**** Input data

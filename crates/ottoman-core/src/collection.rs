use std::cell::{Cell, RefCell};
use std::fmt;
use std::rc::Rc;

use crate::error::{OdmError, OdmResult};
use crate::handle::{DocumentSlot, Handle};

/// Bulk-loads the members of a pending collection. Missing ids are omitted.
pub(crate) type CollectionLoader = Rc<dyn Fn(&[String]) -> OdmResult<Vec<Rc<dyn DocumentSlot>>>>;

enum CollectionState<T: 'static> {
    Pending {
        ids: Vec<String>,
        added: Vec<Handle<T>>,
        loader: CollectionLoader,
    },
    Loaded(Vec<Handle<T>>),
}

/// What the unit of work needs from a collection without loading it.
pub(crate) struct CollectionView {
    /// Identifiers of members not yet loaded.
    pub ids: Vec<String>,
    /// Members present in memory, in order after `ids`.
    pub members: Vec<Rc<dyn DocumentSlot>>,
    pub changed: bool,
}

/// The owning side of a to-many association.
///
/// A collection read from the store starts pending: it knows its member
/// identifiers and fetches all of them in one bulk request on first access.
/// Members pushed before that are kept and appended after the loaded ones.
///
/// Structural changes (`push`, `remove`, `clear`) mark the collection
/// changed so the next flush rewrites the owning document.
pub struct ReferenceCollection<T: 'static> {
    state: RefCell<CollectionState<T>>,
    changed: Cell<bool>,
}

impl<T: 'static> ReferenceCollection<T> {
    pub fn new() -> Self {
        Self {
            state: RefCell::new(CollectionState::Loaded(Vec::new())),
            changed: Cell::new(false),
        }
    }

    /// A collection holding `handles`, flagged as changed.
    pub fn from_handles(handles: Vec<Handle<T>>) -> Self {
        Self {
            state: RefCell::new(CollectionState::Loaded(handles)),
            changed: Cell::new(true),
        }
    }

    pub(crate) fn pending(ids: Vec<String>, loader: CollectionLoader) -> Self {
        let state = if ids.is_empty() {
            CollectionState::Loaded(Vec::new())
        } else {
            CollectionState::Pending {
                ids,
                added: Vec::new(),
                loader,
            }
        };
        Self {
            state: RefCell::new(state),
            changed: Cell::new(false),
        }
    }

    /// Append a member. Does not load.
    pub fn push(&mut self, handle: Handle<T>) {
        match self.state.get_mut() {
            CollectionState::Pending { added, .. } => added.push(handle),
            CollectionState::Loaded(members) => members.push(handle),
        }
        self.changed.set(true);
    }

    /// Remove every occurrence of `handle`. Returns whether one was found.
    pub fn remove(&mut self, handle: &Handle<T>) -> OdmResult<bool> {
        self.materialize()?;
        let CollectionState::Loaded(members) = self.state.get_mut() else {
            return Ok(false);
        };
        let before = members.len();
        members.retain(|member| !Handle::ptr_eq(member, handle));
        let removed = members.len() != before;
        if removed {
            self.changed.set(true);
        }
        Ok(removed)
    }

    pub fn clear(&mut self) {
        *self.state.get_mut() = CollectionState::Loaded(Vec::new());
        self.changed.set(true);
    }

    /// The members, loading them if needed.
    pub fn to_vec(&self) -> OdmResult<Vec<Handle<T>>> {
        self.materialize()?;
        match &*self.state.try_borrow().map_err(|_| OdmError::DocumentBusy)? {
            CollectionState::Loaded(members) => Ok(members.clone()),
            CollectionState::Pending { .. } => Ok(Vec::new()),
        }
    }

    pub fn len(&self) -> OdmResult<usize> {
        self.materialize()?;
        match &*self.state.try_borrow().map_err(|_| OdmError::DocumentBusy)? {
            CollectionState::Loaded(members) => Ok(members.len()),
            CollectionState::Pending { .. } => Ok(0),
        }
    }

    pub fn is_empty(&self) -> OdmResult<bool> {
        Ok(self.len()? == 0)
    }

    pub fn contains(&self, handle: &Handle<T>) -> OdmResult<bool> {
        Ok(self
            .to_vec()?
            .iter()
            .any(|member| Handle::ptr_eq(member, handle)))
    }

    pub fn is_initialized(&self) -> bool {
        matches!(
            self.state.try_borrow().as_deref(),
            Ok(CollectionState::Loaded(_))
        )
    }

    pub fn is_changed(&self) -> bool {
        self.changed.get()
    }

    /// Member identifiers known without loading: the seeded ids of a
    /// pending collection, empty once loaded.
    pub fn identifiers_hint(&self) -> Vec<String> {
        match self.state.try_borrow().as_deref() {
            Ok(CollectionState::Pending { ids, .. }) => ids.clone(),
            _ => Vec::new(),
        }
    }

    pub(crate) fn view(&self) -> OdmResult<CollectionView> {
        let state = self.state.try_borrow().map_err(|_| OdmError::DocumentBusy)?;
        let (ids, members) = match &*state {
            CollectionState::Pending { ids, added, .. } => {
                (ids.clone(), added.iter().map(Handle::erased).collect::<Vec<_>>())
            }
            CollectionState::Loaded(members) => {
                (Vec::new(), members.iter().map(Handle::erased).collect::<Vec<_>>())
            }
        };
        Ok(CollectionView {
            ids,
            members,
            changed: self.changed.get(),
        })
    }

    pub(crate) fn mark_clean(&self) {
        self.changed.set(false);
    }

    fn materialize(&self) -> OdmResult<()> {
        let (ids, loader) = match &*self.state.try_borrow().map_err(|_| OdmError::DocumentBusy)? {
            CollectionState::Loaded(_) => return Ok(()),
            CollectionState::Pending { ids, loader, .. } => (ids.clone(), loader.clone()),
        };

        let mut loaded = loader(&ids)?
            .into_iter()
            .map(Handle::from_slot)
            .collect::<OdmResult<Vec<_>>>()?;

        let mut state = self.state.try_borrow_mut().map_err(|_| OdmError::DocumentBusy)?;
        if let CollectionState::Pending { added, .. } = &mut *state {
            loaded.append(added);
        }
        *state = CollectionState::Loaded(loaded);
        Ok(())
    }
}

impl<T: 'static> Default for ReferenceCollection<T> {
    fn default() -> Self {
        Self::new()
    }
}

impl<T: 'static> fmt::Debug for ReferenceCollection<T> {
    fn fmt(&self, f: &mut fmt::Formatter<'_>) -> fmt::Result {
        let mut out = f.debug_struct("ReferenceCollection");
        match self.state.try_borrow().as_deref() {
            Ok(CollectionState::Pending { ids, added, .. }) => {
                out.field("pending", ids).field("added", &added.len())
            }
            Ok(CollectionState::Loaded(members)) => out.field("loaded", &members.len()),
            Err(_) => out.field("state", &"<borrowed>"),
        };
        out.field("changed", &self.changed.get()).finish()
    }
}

********

**Activity**
Only an exact copy of all the data will do as the answer.

**Task answer**
filename crates/ottoman-core/src/collection.rs
use std::cell::{Cell, RefCell};
use std::fmt;
use std::rc::Rc;

use crate::error::{OdmError, OdmResult};
use crate::handle::{DocumentSlot, Handle};

/// Bulk-loads the members of a pending collection. Missing ids are omitted.
pub(crate) type CollectionLoader = Rc<dyn Fn(&[String]) -> OdmResult<Vec<Rc<dyn DocumentSlot>>>>;

enum CollectionState<T: 'static> {
    Pending {
        ids: Vec<String>,
        added: Vec<Handle<T>>,
        loader: CollectionLoader,
    },
    Loaded(Vec<Handle<T>>),
}

/// What the unit of work needs from a collection without loading it.
pub(crate) struct CollectionView {
    /// Identifiers of members not yet loaded.
    pub ids: Vec<String>,
    /// Members present in memory, in order after `ids`.
    pub members: Vec<Rc<dyn DocumentSlot>>,
    pub changed: bool,
}

/// The owning side of a to-many association.
///
/// A collection read from the store starts pending: it knows its member
/// identifiers and fetches all of them in one bulk request on first access.
/// Members pushed before that are kept and appended after the loaded ones.
///
/// Structural changes (`push`, `remove`, `clear`) mark the collection
/// changed so the next flush rewrites the owning document.
pub struct ReferenceCollection<T: 'static> {
    state: RefCell<CollectionState<T>>,
    changed: Cell<bool>,
}

impl<T: 'static> ReferenceCollection<T> {
    pub fn new() -> Self {
        Self {
            state: RefCell::new(CollectionState::Loaded(Vec::new())),
            changed: Cell::new(false),
        }
    }

    /// A collection holding `handles`, flagged as changed.
    pub fn from_handles(handles: Vec<Handle<T>>) -> Self {
        Self {
            state: RefCell::new(CollectionState::Loaded(handles)),
            changed: Cell::new(true),
        }
    }

    pub(crate) fn pending(ids: Vec<String>, loader: CollectionLoader) -> Self {
        let state = if ids.is_empty() {
            CollectionState::Loaded(Vec::new())
        } else {
            CollectionState::Pending {
                ids,
                added: Vec::new(),
                loader,
            }
        };
        Self {
            state: RefCell::new(state),
            changed: Cell::new(false),
        }
    }

    /// Append a member. Does not load.
    pub fn push(&mut self, handle: Handle<T>) {
        match self.state.get_mut() {
            CollectionState::Pending { added, .. } => added.push(handle),
            CollectionState::Loaded(members) => members.push(handle),
        }
        self.changed.set(true);
    }

    /// Remove every occurrence of `handle`. Returns whether one was found.
    pub fn remove(&mut self, handle: &Handle<T>) -> OdmResult<bool> {
        self.materialize()?;
        let CollectionState::Loaded(members) = self.state.get_mut() else {
            return Ok(false);
        };
        let before = members.len();
        members.retain(|member| !Handle::ptr_eq(member, handle));
        let removed = members.len() != before;
        if removed {
            self.changed.set(true);
        }
        Ok(removed)
    }

    pub fn clear(&mut self) {
        *self.state.get_mut() = CollectionState::Loaded(Vec::new());
        self.changed.set(true);
    }

    /// The members, loading them if needed.
    pub fn to_vec(&self) -> OdmResult<Vec<Handle<T>>> {
        self.materialize()?;
        match &*self.state.try_borrow().map_err(|_| OdmError::DocumentBusy)? {
            CollectionState::Loaded(members) => Ok(members.clone()),
            CollectionState::Pending { .. } => Ok(Vec::new()),
        }
    }

    pub fn len(&self) -> OdmResult<usize> {
        self.materialize()?;
        match &*self.state.try_borrow().map_err(|_| OdmError::DocumentBusy)? {
            CollectionState::Loaded(members) => Ok(members.len()),
            CollectionState::Pending { .. } => Ok(0),
        }
    }

    pub fn is_empty(&self) -> OdmResult<bool> {
        Ok(self.len()? == 0)
    }

    pub fn contains(&self, handle: &Handle<T>) -> OdmResult<bool> {
        Ok(self
            .to_vec()?
            .iter()
            .any(|member| Handle::ptr_eq(member, handle)))
    }

    pub fn is_initialized(&self) -> bool {
        matches!(
            self.state.try_borrow().as_deref(),
            Ok(CollectionState::Loaded(_))
        )
    }

    pub fn is_changed(&self) -> bool {
        self.changed.get()
    }

    /// Member identifiers known without loading: the seeded ids of a
    /// pending collection, empty once loaded.
    pub fn identifiers_hint(&self) -> Vec<String> {
        match self.state.try_borrow().as_deref() {
            Ok(CollectionState::Pending { ids, .. }) => ids.clone(),
            _ => Vec::new(),
        }
    }

    pub(crate) fn view(&self) -> OdmResult<CollectionView> {
        let state = self.state.try_borrow().map_err(|_| OdmError::DocumentBusy)?;
        let (ids, members) = match &*state {
            CollectionState::Pending { ids, added, .. } => {
                (ids.clone(), added.iter().map(Handle::erased).collect::<Vec<_>>())
            }
            CollectionState::Loaded(members) => {
                (Vec::new(), members.iter().map(Handle::erased).collect::<Vec<_>>())
            }
        };
        Ok(CollectionView {
            ids,
            members,
            changed: self.changed.get(),
        })
    }

    pub(crate) fn mark_clean(&self) {
        self.changed.set(false);
    }

    fn materialize(&self) -> OdmResult<()> {
        let (ids, loader) = match &*self.state.try_borrow().map_err(|_| OdmError::DocumentBusy)? {
            CollectionState::Loaded(_) => return Ok(()),
            CollectionState::Pending { ids, loader, .. } => (ids.clone(), loader.clone()),
        };

        let mut loaded = loader(&ids)?
            .into_iter()
            .map(Handle::from_slot)
            .collect::<OdmResult<Vec<_>>>()?;

        let mut state = self.state.try_borrow_mut().map_err(|_| OdmError::DocumentBusy)?;
        if let CollectionState::Pending { added, .. } = &mut *state {
            loaded.append(added);
        }
        *state = CollectionState::Loaded(loaded);
        Ok(())
    }
}

impl<T: 'static> Default for ReferenceCollection<T> {
    fn default() -> Self {
        Self::new()
    }
}

impl<T: 'static> fmt::Debug for ReferenceCollection<T> {
    fn fmt(&self, f: &mut fmt::Formatter<'_>) -> fmt::Result {
        let mut out = f.debug_struct("ReferenceCollection");
        match self.state.try_borrow().as_deref() {
            Ok(CollectionState::Pending { ids, added, .. }) => {
                out.field("pending", ids).field("added", &added.len())
            }
            Ok(CollectionState::Loaded(members)) => out.field("loaded", &members.len()),
            Err(_) => out.field("state", &"<borrowed>"),
        };
        out.field("changed", &self.changed.get()).finish()
    }
}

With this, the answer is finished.